WORK ITEM –
Produce an exact copy of the lines below, starting at the first and ending with the line containing "pub fn origin()".

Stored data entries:
=-=-=
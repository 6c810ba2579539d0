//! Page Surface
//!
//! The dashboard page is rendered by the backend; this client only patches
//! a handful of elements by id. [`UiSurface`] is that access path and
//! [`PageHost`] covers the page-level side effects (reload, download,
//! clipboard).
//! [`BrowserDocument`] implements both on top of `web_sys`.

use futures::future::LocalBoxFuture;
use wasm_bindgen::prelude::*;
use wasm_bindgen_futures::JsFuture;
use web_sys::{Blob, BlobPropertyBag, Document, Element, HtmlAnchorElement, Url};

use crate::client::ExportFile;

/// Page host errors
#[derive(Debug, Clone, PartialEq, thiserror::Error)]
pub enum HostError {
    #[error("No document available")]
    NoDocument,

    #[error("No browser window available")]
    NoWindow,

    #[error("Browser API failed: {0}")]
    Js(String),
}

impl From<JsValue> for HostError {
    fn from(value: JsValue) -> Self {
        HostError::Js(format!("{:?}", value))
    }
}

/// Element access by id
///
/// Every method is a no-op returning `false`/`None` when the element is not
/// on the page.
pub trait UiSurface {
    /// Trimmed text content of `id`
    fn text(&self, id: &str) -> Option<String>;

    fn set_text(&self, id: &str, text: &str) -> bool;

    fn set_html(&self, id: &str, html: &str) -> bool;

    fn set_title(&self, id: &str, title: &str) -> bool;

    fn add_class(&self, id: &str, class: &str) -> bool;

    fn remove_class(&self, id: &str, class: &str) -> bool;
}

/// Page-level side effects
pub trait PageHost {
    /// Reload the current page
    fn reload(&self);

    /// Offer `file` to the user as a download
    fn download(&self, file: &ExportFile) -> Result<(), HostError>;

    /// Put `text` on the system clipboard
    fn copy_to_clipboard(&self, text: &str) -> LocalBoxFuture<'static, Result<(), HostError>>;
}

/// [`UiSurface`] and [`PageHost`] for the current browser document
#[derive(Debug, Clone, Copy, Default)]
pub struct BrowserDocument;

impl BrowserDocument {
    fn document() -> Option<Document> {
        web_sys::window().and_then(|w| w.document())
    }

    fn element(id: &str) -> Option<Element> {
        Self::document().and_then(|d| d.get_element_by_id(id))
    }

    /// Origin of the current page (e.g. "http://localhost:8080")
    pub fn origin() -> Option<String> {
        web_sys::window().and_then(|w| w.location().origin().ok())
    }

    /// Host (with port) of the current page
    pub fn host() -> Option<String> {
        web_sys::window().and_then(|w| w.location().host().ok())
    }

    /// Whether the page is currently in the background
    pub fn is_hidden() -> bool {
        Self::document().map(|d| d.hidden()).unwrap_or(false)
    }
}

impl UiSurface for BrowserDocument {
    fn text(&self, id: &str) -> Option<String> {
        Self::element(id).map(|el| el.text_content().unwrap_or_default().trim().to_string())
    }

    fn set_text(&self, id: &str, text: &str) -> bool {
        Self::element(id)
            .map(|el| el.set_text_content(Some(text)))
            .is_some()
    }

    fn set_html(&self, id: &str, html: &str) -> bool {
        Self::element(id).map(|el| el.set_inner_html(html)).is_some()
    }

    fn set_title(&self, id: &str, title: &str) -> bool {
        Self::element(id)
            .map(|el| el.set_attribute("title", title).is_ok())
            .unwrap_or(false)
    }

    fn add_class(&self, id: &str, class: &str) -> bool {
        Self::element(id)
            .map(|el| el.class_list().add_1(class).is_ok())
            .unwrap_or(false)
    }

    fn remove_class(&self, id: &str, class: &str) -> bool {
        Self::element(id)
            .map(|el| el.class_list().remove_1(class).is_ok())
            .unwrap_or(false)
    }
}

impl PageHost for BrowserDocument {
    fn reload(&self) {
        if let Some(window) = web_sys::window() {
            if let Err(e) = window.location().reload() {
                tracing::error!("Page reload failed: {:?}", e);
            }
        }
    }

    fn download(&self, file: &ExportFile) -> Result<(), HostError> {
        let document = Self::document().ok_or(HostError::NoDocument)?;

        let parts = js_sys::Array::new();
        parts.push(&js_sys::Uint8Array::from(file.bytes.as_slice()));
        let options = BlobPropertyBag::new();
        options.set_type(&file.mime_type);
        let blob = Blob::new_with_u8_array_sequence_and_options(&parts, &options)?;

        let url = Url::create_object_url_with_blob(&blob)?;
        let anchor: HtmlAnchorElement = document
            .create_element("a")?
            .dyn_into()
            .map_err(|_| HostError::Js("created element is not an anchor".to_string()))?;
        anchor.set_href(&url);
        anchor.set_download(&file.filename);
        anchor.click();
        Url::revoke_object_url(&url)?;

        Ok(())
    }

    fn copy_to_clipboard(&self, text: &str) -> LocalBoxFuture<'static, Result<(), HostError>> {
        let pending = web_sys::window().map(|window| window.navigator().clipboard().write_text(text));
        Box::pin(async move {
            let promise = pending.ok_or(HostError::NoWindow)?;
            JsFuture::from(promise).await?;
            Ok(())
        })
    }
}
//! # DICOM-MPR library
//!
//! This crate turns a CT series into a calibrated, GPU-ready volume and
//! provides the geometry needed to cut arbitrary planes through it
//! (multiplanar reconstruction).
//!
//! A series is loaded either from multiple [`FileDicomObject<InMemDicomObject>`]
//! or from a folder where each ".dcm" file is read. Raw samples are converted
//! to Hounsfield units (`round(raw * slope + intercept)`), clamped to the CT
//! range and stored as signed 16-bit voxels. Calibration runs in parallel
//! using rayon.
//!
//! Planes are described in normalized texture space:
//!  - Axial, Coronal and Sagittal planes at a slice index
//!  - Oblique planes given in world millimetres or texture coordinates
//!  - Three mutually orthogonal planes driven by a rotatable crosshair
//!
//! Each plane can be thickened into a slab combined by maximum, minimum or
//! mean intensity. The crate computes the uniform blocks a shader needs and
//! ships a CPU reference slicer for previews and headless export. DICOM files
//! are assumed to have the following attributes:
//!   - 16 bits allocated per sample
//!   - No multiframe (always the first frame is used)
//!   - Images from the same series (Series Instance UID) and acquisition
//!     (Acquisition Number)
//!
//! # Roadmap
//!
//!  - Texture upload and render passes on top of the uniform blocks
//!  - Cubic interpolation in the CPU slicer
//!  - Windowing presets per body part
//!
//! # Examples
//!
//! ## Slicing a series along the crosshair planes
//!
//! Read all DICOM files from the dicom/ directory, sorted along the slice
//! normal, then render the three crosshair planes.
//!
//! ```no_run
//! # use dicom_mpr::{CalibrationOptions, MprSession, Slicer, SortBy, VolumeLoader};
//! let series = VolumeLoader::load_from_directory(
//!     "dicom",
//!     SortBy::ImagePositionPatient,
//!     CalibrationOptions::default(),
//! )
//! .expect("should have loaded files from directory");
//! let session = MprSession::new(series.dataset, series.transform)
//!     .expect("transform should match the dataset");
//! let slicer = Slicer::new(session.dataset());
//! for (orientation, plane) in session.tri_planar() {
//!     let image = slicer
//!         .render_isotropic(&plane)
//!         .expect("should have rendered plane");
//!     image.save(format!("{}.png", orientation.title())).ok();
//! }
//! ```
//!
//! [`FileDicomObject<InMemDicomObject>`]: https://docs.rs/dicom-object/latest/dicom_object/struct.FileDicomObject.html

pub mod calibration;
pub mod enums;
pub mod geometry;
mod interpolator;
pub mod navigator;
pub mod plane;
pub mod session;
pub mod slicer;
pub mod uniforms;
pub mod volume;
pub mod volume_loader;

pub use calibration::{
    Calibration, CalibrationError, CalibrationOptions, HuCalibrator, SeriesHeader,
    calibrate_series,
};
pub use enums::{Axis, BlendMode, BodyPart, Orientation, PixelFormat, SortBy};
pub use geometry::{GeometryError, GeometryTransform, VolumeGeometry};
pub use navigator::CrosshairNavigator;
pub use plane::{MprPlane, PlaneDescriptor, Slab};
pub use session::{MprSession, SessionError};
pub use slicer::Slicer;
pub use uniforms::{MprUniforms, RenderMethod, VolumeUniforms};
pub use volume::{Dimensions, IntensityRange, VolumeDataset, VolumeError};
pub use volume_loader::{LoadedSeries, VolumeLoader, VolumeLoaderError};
=-=-=
OUTPUT –
repository 6c810ba2579539d0
//! Page Surface
//!
//! The dashboard page is rendered by the backend; this client only patches
//! a handful of elements by id. [`UiSurface`] is that access path and
//! [`PageHost`] covers the page-level side effects (reload, download,
//! clipboard).
//! [`BrowserDocument`] implements both on top of `web_sys`.

use futures::future::LocalBoxFuture;
use wasm_bindgen::prelude::*;
use wasm_bindgen_futures::JsFuture;
use web_sys::{Blob, BlobPropertyBag, Document, Element, HtmlAnchorElement, Url};

use crate::client::ExportFile;

/// Page host errors
#[derive(Debug, Clone, PartialEq, thiserror::Error)]
pub enum HostError {
    #[error("No document available")]
    NoDocument,

    #[error("No browser window available")]
    NoWindow,

    #[error("Browser API failed: {0}")]
    Js(String),
}

impl From<JsValue> for HostError {
    fn from(value: JsValue) -> Self {
        HostError::Js(format!("{:?}", value))
    }
}

/// Element access by id
///
/// Every method is a no-op returning `false`/`None` when the element is not
/// on the page.
pub trait UiSurface {
    /// Trimmed text content of `id`
    fn text(&self, id: &str) -> Option<String>;

    fn set_text(&self, id: &str, text: &str) -> bool;

    fn set_html(&self, id: &str, html: &str) -> bool;

    fn set_title(&self, id: &str, title: &str) -> bool;

    fn add_class(&self, id: &str, class: &str) -> bool;

    fn remove_class(&self, id: &str, class: &str) -> bool;
}

/// Page-level side effects
pub trait PageHost {
    /// Reload the current page
    fn reload(&self);

    /// Offer `file` to the user as a download
    fn download(&self, file: &ExportFile) -> Result<(), HostError>;

    /// Put `text` on the system clipboard
    fn copy_to_clipboard(&self, text: &str) -> LocalBoxFuture<'static, Result<(), HostError>>;
}

/// [`UiSurface`] and [`PageHost`] for the current browser document
#[derive(Debug, Clone, Copy, Default)]
pub struct BrowserDocument;

impl BrowserDocument {
    fn document() -> Option<Document> {
        web_sys::window().and_then(|w| w.document())
    }

    fn element(id: &str) -> Option<Element> {
        Self::document().and_then(|d| d.get_element_by_id(id))
    }

    /// Origin of the current page (e.g. "http://localhost:8080")
    pub fn origin() -> Option<String> {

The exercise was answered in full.